3.3 Enzymatic activity / substrate specificity

No evidence retrieved indicates that MxaB is an enzyme or transporter. Instead, it is consistently treated as a regulator of genes encoding methanol dehydrogenases and associated proteins. (roszczenkojasinska2019lanthanidetransportstorage pages 5-8, chistoserdova2003methylotrophyinmethylobacterium pages 2-3)

4) Subcellular localization and cellular site of action

Direct experimental localization of AM1 MxaB (e.g., cytosolic vs membrane-associated fractionation; fluorescence localization) was not retrieved in the accessible texts. Therefore, localization must be inferred cautiously.

Given the regulator annotations and LuxR-like/receiver-domain architecture (as provided by the user and consistent with homolog descriptions), the most plausible site of action is:
- Cytosol/nucleoid-associated: DNA-binding transcription factor that regulates transcription of the mxa operon (and possibly other methanol/metal-responsive promoters). This is consistent with “transcriptional regulator” annotation and LuxR-like DNA-binding descriptions from homologs. (groom2019amutagenicscreen pages 2-5, chistoserdova2003methylotrophyinmethylobacterium pages 2-3)

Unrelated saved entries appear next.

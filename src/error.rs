use thiserror::Error;

/// Reason an expression could not be evaluated.
#[derive(Debug, Clone, PartialEq, Error)]
pub enum EvalError {
    /// pest rejected the input. The grammar accepts any text, so only the parser's own
    /// resource limits lead here.
    #[error("could not tokenize expression: {0}")]
    TokenizeAmbiguous(String),

    #[error("function '{0}' is not defined")]
    FunctionNotDefined(String),

    #[error("not enough parameters for '{0}'")]
    NotEnoughParameters(String),

    #[error("expression left {0} unused operands")]
    TooManyOperands(usize),

    #[error("custom function nesting exceeded {0} levels")]
    RecursionLimitExceeded(usize),
}

/// An [`EvalError`] tagged with the expression that was being evaluated.
#[derive(Debug, Clone, PartialEq, Error)]
#[error("failed to evaluate '{expression}': {source}")]
pub struct ExpressionError {
    pub expression: String,
    #[source]
    pub source: EvalError,
}

impl ExpressionError {
    pub fn new(expression: &str, source: EvalError) -> Self {
        Self {
            expression: expression.to_string(),
            source,
        }
    }
}

#[derive(Debug, Clone, PartialEq, Error)]
pub enum DefinitionError {
    #[error("'{0}' is not a valid function name")]
    WrongFunctionName(String),

    #[error("'{0}' is a built-in and cannot be redefined")]
    FunctionAlreadyExists(String),

    #[error("constant '{0}' cannot take parameters")]
    ConstantWithParameters(String),

    #[error("placeholder index out of range in '{0}'")]
    MalformedPlaceholder(String),

    #[error("no result to save")]
    NoResult,
}
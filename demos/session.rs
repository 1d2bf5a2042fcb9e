use log::debug;
use rpncalc::{Calculator, CalculatorBuilder};

fn main() {
    pretty_env_logger::init();

    let mut calculator = Calculator::new();

    for expr in [
        "2 + 2 * 2",
        "2 ^ 2 ^ 3",
        "exp ( sin ( PI ) )",
        "atan2 ( 2 + 2 * 2 , log ( exp ( 6 ) ) )",
    ] {
        match calculator.evaluate(expr) {
            Ok(result) => println!("{expr} = {result}"),
            Err(err) => println!("Error: {err}"),
        }
    }

    calculator.define_function("f", "{0} * {0} + 1").unwrap();
    calculator.define_constant("tau", "2 * PI").unwrap();
    println!("f(3) = {}", calculator.evaluate("f(3)").unwrap());
    println!("ans / 2 = {}", calculator.evaluate("ans / 2").unwrap());
    calculator.save("five").unwrap();
    println!("tau - five = {}", calculator.evaluate("tau - five").unwrap());

    for (name, kind) in calculator.list_user_entries() {
        debug!("user entry {name}: {kind:?}");
    }

    if let Err(err) = calculator.evaluate("undefinedName ( 1 )") {
        println!("Error: {err}");
    }

    let mut shallow = CalculatorBuilder::new().max_recursion_depth(4).build();
    shallow.define_function("forever", "forever({0})").unwrap();
    if let Err(err) = shallow.evaluate("forever(1)") {
        println!("Error: {err}");
    }
}
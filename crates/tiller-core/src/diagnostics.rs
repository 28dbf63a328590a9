//! Translation diagnostics.

use std::fmt;

use serde::{Deserialize, Serialize};

#[derive(Debug, Clone, Copy, PartialEq, Eq, Hash, Serialize, Deserialize)]
#[serde(rename_all = "snake_case")]
pub enum DiagnosticKind {
    /// No target equivalent; degraded to a partial translation.
    Unsupported,
    /// The translator had to guess.
    Ambiguous,
    /// Two definitions compete for one name.
    Collision,
    /// A declaration was skipped entirely.
    Ignored,
}

impl fmt::Display for DiagnosticKind {
    fn fmt(&self, f: &mut fmt::Formatter<'_>) -> fmt::Result {
        f.write_str(match self {
            DiagnosticKind::Unsupported => "unsupported",
            DiagnosticKind::Ambiguous => "ambiguous",
            DiagnosticKind::Collision => "collision",
            DiagnosticKind::Ignored => "ignored",
        })
    }
}

/// One informational record. Diagnostics never abort a translation.
#[derive(Debug, Clone, PartialEq, Eq, Serialize, Deserialize)]
pub struct Diagnostic {
    /// 1-based source line; 0 when the record is project-wide.
    pub line: u32,
    pub kind: DiagnosticKind,
    /// What was found, e.g. "ternary expression".
    pub construct: String,
    /// What the translator did about it.
    pub action: String,
}

impl Diagnostic {
    pub fn new(
        kind: DiagnosticKind,
        line: u32,
        construct: impl Into<String>,
        action: impl Into<String>,
    ) -> Self {
        Self {
            line,
            kind,
            construct: construct.into(),
            action: action.into(),
        }
    }

    pub fn unsupported(line: u32, construct: impl Into<String>, action: impl Into<String>) -> Self {
        Self::new(DiagnosticKind::Unsupported, line, construct, action)
    }

    pub fn ambiguous(line: u32, construct: impl Into<String>, action: impl Into<String>) -> Self {
        Self::new(DiagnosticKind::Ambiguous, line, construct, action)
    }

    pub fn ignored(line: u32, construct: impl Into<String>) -> Self {
        Self::new(DiagnosticKind::Ignored, line, construct, "skipped")
    }
}

impl fmt::Display for Diagnostic {
    fn fmt(&self, f: &mut fmt::Formatter<'_>) -> fmt::Result {
        if self.line > 0 {
            write!(f, "line {}: ", self.line)?;
        }
        write!(f, "{} {} ({})", self.kind, self.construct, self.action)
    }
}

5) Recent developments (2023–2024) and latest research status

5.1 Tooling limitation encountered

Using the provided search tools, I attempted targeted retrieval for 2023–2024 publications explicitly mentioning mxaB in Methylorubrum extorquens AM1 (including UniProt accession and locus queries). No additional accessible 2023–2024 papers specific to AM1 mxaB were retrieved in this run. Consequently, the most directly informative sources available here are 2003 and 2019–2020 publications, with some broader (non-AM1) discussions appearing elsewhere. (roszczenkojasinska2019lanthanidetransportstorage pages 5-8, groom2019amutagenicscreen pages 2-5, chistoserdova2003methylotrophyinmethylobacterium pages 2-3)

5.2 What is current (as of the accessible literature here)

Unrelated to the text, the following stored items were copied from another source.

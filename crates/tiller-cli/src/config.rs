//! `tiller.toml` project configuration.

use std::fs;
use std::path::{Path, PathBuf};

use serde::{Deserialize, Serialize};
use thiserror::Error;

/// File looked up in the working directory when no config is given.
pub const CONFIG_FILE: &str = "tiller.toml";

#[derive(Debug, Error)]
pub enum ConfigError {
    #[error("failed to read {}: {source}", .path.display())]
    Io {
        path: PathBuf,
        source: std::io::Error,
    },
    #[error("invalid config {}: {source}", .path.display())]
    Toml {
        path: PathBuf,
        source: toml::de::Error,
    },
}

/// Project settings. Every key is optional.
#[derive(Debug, Clone, PartialEq, Eq, Serialize, Deserialize)]
#[serde(default)]
pub struct Config {
    /// Module whose output is the program's entry file.
    pub entry_module: String,
    /// Basename of the entry output.
    pub entry_output: String,
    /// Extension of every output file.
    pub extension: String,
    /// Where outputs go; next to each input when unset.
    pub out_dir: Option<PathBuf>,
}

impl Default for Config {
    fn default() -> Self {
        Self {
            entry_module: "Program".to_string(),
            entry_output: "main".to_string(),
            extension: "py".to_string(),
            out_dir: None,
        }
    }
}

impl Config {
    /// Load a config file.
    pub fn from_file(path: &Path) -> Result<Self, ConfigError> {
        let contents = fs::read_to_string(path).map_err(|source| ConfigError::Io {
            path: path.to_path_buf(),
            source,
        })?;
        toml::from_str(&contents).map_err(|source| ConfigError::Toml {
            path: path.to_path_buf(),
            source,
        })
    }

    /// `tiller.toml` in `dir` if there is one, defaults otherwise.
    pub fn discover(dir: &Path) -> Result<Self, ConfigError> {
        let path = dir.join(CONFIG_FILE);
        if path.is_file() {
            Self::from_file(&path)
        } else {
            Ok(Self::default())
        }
    }

    pub fn is_entry(&self, module_name: &str) -> bool {
        module_name == self.entry_module
    }

    /// Output file name for a module.
    pub fn output_name(&self, module_name: &str) -> String {
        let stem = if self.is_entry(module_name) {
            self.entry_output.clone()
        } else {
            rhizome_tiller_core::naming::to_target_name(module_name)
        };
        format!("{}.{}", stem, self.extension)
    }
}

As of the core peer-reviewed and preprint sources retrieved:
- AM1 mxaB is embedded in a broader regulatory network coordinating methanol dehydrogenase systems and metal availability responses, but some mechanistic aspects remain incompletely resolved (e.g., direct DNA targets; precise signal transduction). (groom2019amutagenicscreen pages 2-5)

6) Current applications and real-world implementations (biotechnology / synthetic biology)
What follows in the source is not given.